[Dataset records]
··········

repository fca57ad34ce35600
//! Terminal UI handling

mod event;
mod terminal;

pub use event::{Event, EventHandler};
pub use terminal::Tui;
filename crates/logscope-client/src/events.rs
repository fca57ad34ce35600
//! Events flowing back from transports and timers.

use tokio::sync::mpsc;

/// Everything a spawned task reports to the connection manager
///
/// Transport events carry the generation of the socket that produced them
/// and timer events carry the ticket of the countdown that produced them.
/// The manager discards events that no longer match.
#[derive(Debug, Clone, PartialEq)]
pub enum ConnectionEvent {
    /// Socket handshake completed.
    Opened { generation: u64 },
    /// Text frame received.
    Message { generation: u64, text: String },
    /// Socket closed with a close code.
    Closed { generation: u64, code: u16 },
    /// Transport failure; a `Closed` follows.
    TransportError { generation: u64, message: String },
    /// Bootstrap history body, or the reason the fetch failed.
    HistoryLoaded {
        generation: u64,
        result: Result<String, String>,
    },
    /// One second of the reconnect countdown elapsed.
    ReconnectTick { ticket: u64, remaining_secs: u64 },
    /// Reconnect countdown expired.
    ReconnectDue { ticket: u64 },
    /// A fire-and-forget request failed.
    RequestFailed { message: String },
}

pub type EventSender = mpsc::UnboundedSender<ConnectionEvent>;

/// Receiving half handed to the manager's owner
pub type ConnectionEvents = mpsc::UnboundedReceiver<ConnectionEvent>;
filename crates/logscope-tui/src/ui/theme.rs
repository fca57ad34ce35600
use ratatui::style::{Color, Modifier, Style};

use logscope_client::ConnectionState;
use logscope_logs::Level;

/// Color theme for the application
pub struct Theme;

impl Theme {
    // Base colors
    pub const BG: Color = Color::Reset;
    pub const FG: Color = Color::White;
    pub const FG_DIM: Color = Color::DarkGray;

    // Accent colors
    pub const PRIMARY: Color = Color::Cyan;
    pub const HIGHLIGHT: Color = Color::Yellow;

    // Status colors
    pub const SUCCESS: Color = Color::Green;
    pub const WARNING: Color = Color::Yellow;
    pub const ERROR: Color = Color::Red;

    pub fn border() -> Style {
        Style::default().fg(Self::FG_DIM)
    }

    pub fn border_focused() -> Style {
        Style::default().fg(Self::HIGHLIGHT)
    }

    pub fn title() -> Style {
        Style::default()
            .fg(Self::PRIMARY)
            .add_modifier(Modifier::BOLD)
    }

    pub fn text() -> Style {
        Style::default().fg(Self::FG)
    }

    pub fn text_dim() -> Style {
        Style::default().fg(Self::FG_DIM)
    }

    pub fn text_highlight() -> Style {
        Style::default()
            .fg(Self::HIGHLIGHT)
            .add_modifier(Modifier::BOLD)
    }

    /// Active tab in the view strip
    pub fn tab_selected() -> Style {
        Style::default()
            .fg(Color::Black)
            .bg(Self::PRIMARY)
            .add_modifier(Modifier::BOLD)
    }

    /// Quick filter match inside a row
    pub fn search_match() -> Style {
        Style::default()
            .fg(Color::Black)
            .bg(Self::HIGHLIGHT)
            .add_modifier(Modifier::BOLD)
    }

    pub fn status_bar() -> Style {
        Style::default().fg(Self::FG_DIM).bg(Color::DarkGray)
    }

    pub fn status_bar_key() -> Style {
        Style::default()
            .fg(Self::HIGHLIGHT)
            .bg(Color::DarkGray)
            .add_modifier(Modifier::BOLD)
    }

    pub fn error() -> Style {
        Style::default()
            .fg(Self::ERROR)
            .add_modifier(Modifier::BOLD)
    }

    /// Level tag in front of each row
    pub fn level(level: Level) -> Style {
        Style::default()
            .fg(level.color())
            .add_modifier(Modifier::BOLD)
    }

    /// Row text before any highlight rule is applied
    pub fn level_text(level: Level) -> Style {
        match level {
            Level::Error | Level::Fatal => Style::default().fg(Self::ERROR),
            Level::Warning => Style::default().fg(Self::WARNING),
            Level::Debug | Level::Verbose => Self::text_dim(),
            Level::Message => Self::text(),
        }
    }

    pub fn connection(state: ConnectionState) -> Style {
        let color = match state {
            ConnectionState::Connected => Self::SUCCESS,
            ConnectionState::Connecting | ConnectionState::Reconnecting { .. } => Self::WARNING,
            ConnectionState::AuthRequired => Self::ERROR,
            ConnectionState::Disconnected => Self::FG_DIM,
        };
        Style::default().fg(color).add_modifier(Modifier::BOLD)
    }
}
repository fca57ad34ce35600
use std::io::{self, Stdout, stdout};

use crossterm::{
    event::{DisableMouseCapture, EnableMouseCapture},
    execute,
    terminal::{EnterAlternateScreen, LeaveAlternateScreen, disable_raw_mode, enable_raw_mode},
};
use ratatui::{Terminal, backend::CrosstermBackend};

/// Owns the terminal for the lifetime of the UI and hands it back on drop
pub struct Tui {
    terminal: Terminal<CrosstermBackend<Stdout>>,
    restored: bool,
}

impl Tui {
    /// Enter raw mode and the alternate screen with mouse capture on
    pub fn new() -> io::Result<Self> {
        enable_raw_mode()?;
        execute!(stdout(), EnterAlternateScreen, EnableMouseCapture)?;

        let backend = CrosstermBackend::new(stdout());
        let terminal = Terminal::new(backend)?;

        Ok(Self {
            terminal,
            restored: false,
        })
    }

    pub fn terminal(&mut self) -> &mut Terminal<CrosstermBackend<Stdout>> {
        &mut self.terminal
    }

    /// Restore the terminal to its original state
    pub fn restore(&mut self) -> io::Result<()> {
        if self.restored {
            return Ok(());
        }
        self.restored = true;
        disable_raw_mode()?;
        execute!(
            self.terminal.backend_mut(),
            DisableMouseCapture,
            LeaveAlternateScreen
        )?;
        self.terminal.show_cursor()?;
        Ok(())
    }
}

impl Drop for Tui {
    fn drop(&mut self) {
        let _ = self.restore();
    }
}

··········

--- Task item ---
Pull out every line of the entries that includes the word "generation".

--- Exercise result ---
/// Transport events carry the generation of the socket that produced them
    Opened { generation: u64 },
    Message { generation: u64, text: String },
    Closed { generation: u64, code: u16 },
    TransportError { generation: u64, message: String },
        generation: u64,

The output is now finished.